→ PROBLEM STATEMENT
Return the records below word for word.

***** EXERCISE MATERIAL

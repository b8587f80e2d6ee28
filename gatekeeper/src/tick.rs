use std::time::Duration;

use chrono::Utc;
use serde_json::json;
use tracing::{debug, error, warn};

use crate::gateway::props;
use crate::service::{
    credentials::redact,
    registry::{EndReason, SessionRegistry},
};
use crate::telemetry::Telemetry;
use crate::AppState;

pub async fn reconcile_check(state: AppState) {
    loop {
        let timeout = tokio::time::sleep(Duration::from_millis(
            state.config.reconcile.tick_time.0,
        ));
        tokio::pin!(timeout);
        let _ = timeout.as_mut().await;
        if let Err(e) = reconcile(
            &state.registry,
            &state.telemetry,
            state.config.reconcile.stale_after.0,
            Utc::now().timestamp_millis(),
        )
        .await
        {
            error!("reconcile sweep error: {:?}", e);
        }
    }
}

/// Close open sessions that started more than `stale_after` milliseconds
/// before `now`. They are closed at the threshold boundary, the latest time
/// the stream can be assumed to have been live. Returns the number closed.
pub async fn reconcile(
    registry: &SessionRegistry,
    telemetry: &Telemetry,
    stale_after: u64,
    now: i64,
) -> anyhow::Result<u64> {
    let cutoff = now.saturating_sub(i64::try_from(stale_after).unwrap_or(i64::MAX));
    let stale = registry.find_stale(cutoff).await?;

    let mut reaped = 0;
    for session in stale {
        // An end notification or a restart may have closed it meanwhile
        if !registry
            .close_session(session.id, cutoff, EndReason::Reaped)
            .await?
        {
            continue;
        }

        reaped += 1;
        warn!(
            stream_key = redact(&session.stream_key),
            session = %session.id,
            started_at = session.started_at,
            "stale session reaped, publish end never reported"
        );
        telemetry.stream_lifecycle_event(
            &session.stream_key,
            "stream_reaped",
            props(json!({
                "session_id": session.id.to_string(),
                "account_id": session.account_id.to_string(),
                "started_at": session.started_at,
                "ended_at": cutoff,
            })),
        );
    }

    debug!(reaped, "reconcile sweep finished");
    Ok(reaped)
}

#[cfg(test)]
mod tests {
    use std::sync::Arc;

    use uuid::Uuid;

    use super::*;
    use crate::service::database::tests::database;
    use crate::telemetry::tests::{test_config, MemorySink};

    const HOUR: u64 = 60 * 60 * 1000;

    #[tokio::test]
    async fn test_reconcile_closes_only_stale_sessions() {
        let (_dir, db) = database().await;
        let registry = SessionRegistry::new(db.connection.clone());
        let sink = Arc::new(MemorySink::default());
        let telemetry = Telemetry::with_sink(sink.clone(), &test_config());
        let now = 100 * HOUR as i64;

        registry
            .open_if_none(Uuid::new_v4(), "stale", now - 13 * HOUR as i64)
            .await
            .unwrap();
        registry
            .open_if_none(Uuid::new_v4(), "fresh", now - HOUR as i64)
            .await
            .unwrap();

        let reaped = reconcile(&registry, &telemetry, 12 * HOUR, now).await.unwrap();
        telemetry.flush(Duration::from_secs(1)).await;

        assert_eq!(1, reaped);
        let closed = registry.find_latest("stale").await.unwrap().unwrap();
        assert_eq!(Some(now - 12 * HOUR as i64), closed.ended_at);
        assert_eq!(Some("reaped".to_string()), closed.end_reason);
        assert_eq!(1, registry.count_open("fresh").await.unwrap());
        assert_eq!(vec!["stream_reaped"], sink.names());
    }

    #[tokio::test]
    async fn test_reconcile_is_repeatable() {
        let (_dir, db) = database().await;
        let registry = SessionRegistry::new(db.connection.clone());
        let now = 100 * HOUR as i64;
        registry
            .open_if_none(Uuid::new_v4(), "stale", now - 13 * HOUR as i64)
            .await
            .unwrap();

        assert_eq!(1, reconcile(&registry, &Telemetry::Disabled, 12 * HOUR, now).await.unwrap());
        assert_eq!(0, reconcile(&registry, &Telemetry::Disabled, 12 * HOUR, now).await.unwrap());
    }

    #[tokio::test]
    async fn test_huge_stale_after_reaps_nothing() {
        let (_dir, db) = database().await;
        let registry = SessionRegistry::new(db.connection.clone());
        registry.open_if_none(Uuid::new_v4(), "abc123", 1_000).await.unwrap();

        let reaped = reconcile(&registry, &Telemetry::Disabled, u64::MAX, 100 * HOUR as i64)
            .await
            .unwrap();

        assert_eq!(0, reaped);
        assert_eq!(1, registry.count_open("abc123").await.unwrap());
    }

    #[tokio::test]
    async fn test_key_reopens_after_reap() {
        let (_dir, db) = database().await;
        let registry = SessionRegistry::new(db.connection.clone());
        let account = Uuid::new_v4();
        let now = 100 * HOUR as i64;
        registry
            .open_if_none(account, "abc123", now - 13 * HOUR as i64)
            .await
            .unwrap();

        reconcile(&registry, &Telemetry::Disabled, 12 * HOUR, now).await.unwrap();
        let reopened = registry.open_if_none(account, "abc123", now).await.unwrap();

        assert_eq!(now, reopened.session().started_at);
        assert_eq!(1, registry.count_open("abc123").await.unwrap());
    }
}
use api::{
    request::PageQuery,
    response::{ActiveSession, Page},
};
use axum::{
    extract::{Query, State},
    routing::get,
    Json, Router,
};

use crate::error::AppError;
use crate::result::Result;
use crate::AppState;

const DEFAULT_PAGE_SIZE: u64 = 20;
const MAX_PAGE_SIZE: u64 = 100;

pub fn route() -> Router<AppState> {
    Router::new().route(api::path::ACTIVE_SESSIONS, get(active_sessions))
}

async fn active_sessions(
    State(state): State<AppState>,
    Query(qry): Query<PageQuery>,
) -> Result<Json<Page<ActiveSession>>> {
    let page_no = qry.page_no.unwrap_or(1).max(1);
    let page_size = qry
        .page_size
        .unwrap_or(DEFAULT_PAGE_SIZE)
        .clamp(1, MAX_PAGE_SIZE);

    let sessions = state
        .query
        .list_active_sessions()
        .await
        .map_err(AppError::store)?;

    let mut page = Page::new(page_no, page_size, sessions.len() as u64);
    if page.has_next_data() {
        page.data = sessions
            .into_iter()
            .skip(usize::try_from(page.offset()).unwrap_or(usize::MAX))
            .take(page_size as usize)
            .collect();
    }
    Ok(Json(page))
}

**********

→ EXERCISE RESULT
repository b8587f80e2d6ee28
filename gatekeeper/src/tick.rs
use std::time::Duration;

use chrono::Utc;
use serde_json::json;
use tracing::{debug, error, warn};

use crate::gateway::props;
use crate::service::{
    credentials::redact,
    registry::{EndReason, SessionRegistry},
};
use crate::telemetry::Telemetry;
use crate::AppState;

pub async fn reconcile_check(state: AppState) {
    loop {
        let timeout = tokio::time::sleep(Duration::from_millis(
            state.config.reconcile.tick_time.0,
        ));
        tokio::pin!(timeout);
        let _ = timeout.as_mut().await;
        if let Err(e) = reconcile(
            &state.registry,
            &state.telemetry,
            state.config.reconcile.stale_after.0,
            Utc::now().timestamp_millis(),
        )
        .await
        {
            error!("reconcile sweep error: {:?}", e);
        }
    }
}

/// Close open sessions that started more than `stale_after` milliseconds
/// before `now`. They are closed at the threshold boundary, the latest time
/// the stream can be assumed to have been live. Returns the number closed.
pub async fn reconcile(
    registry: &SessionRegistry,
    telemetry: &Telemetry,
    stale_after: u64,
    now: i64,
) -> anyhow::Result<u64> {
    let cutoff = now.saturating_sub(i64::try_from(stale_after).unwrap_or(i64::MAX));
    let stale = registry.find_stale(cutoff).await?;

    let mut reaped = 0;
    for session in stale {
        // An end notification or a restart may have closed it meanwhile
        if !registry
            .close_session(session.id, cutoff, EndReason::Reaped)
            .await?
        {
            continue;
        }

        reaped += 1;
        warn!(
            stream_key = redact(&session.stream_key),
            session = %session.id,
            started_at = session.started_at,
            "stale session reaped, publish end never reported"
        );
        telemetry.stream_lifecycle_event(
            &session.stream_key,
            "stream_reaped",
            props(json!({
                "session_id": session.id.to_string(),
                "account_id": session.account_id.to_string(),
                "started_at": session.started_at,
                "ended_at": cutoff,
            })),
        );
    }

    debug!(reaped, "reconcile sweep finished");
    Ok(reaped)
}

#[cfg(test)]
mod tests {
    use std::sync::Arc;

    use uuid::Uuid;

    use super::*;
    use crate::service::database::tests::database;
    use crate::telemetry::tests::{test_config, MemorySink};

    const HOUR: u64 = 60 * 60 * 1000;

    #[tokio::test]
    async fn test_reconcile_closes_only_stale_sessions() {
        let (_dir, db) = database().await;
        let registry = SessionRegistry::new(db.connection.clone());
        let sink = Arc::new(MemorySink::default());
        let telemetry = Telemetry::with_sink(sink.clone(), &test_config());
        let now = 100 * HOUR as i64;

        registry
            .open_if_none(Uuid::new_v4(), "stale", now - 13 * HOUR as i64)
            .await
            .unwrap();
        registry
            .open_if_none(Uuid::new_v4(), "fresh", now - HOUR as i64)
            .await
            .unwrap();

        let reaped = reconcile(&registry, &telemetry, 12 * HOUR, now).await.unwrap();
        telemetry.flush(Duration::from_secs(1)).await;

        assert_eq!(1, reaped);
        let closed = registry.find_latest("stale").await.unwrap().unwrap();
        assert_eq!(Some(now - 12 * HOUR as i64), closed.ended_at);
        assert_eq!(Some("reaped".to_string()), closed.end_reason);
        assert_eq!(1, registry.count_open("fresh").await.unwrap());
        assert_eq!(vec!["stream_reaped"], sink.names());
    }

    #[tokio::test]
    async fn test_reconcile_is_repeatable() {
        let (_dir, db) = database().await;
        let registry = SessionRegistry::new(db.connection.clone());
        let now = 100 * HOUR as i64;
        registry
            .open_if_none(Uuid::new_v4(), "stale", now - 13 * HOUR as i64)
            .await
            .unwrap();

        assert_eq!(1, reconcile(&registry, &Telemetry::Disabled, 12 * HOUR, now).await.unwrap());
        assert_eq!(0, reconcile(&registry, &Telemetry::Disabled, 12 * HOUR, now).await.unwrap());
    }

    #[tokio::test]
    async fn test_huge_stale_after_reaps_nothing() {
        let (_dir, db) = database().await;
        let registry = SessionRegistry::new(db.connection.clone());
        registry.open_if_none(Uuid::new_v4(), "abc123", 1_000).await.unwrap();

        let reaped = reconcile(&registry, &Telemetry::Disabled, u64::MAX, 100 * HOUR as i64)
            .await
            .unwrap();

        assert_eq!(0, reaped);
        assert_eq!(1, registry.count_open("abc123").await.unwrap());
    }

    #[tokio::test]
    async fn test_key_reopens_after_reap() {
        let (_dir, db) = database().await;
        let registry = SessionRegistry::new(db.connection.clone());
        let account = Uuid::new_v4();
        let now = 100 * HOUR as i64;
        registry
            .open_if_none(account, "abc123", now - 13 * HOUR as i64)
            .await
            .unwrap();

        reconcile(&registry, &Telemetry::Disabled, 12 * HOUR, now).await.unwrap();
        let reopened = registry.open_if_none(account, "abc123", now).await.unwrap();

        assert_eq!(now, reopened.session().started_at);
        assert_eq!(1, registry.count_open("abc123").await.unwrap());
    }
}
use api::{
    request::PageQuery,
    response::{ActiveSession, Page},
};
use axum::{
    extract::{Query, State},
    routing::get,
    Json, Router,
};

use crate::error::AppError;
use crate::result::Result;
use crate::AppState;

const DEFAULT_PAGE_SIZE: u64 = 20;
const MAX_PAGE_SIZE: u64 = 100;

pub fn route() -> Router<AppState> {
    Router::new().route(api::path::ACTIVE_SESSIONS, get(active_sessions))
}

async fn active_sessions(
    State(state): State<AppState>,
    Query(qry): Query<PageQuery>,
) -> Result<Json<Page<ActiveSession>>> {
    let page_no = qry.page_no.unwrap_or(1).max(1);
    let page_size = qry
        .page_size
        .unwrap_or(DEFAULT_PAGE_SIZE)
        .clamp(1, MAX_PAGE_SIZE);

    let sessions = state
        .query
        .list_active_sessions()
        .await
        .map_err(AppError::store)?;

    let mut page = Page::new(page_no, page_size, sessions.len() as u64);
    if page.has_next_data() {
        page.data = sessions
            .into_iter()
            .skip(usize::try_from(page.offset()).unwrap_or(usize::MAX))
            .take(page_size as usize)
            .collect();
    }
    Ok(Json(page))
}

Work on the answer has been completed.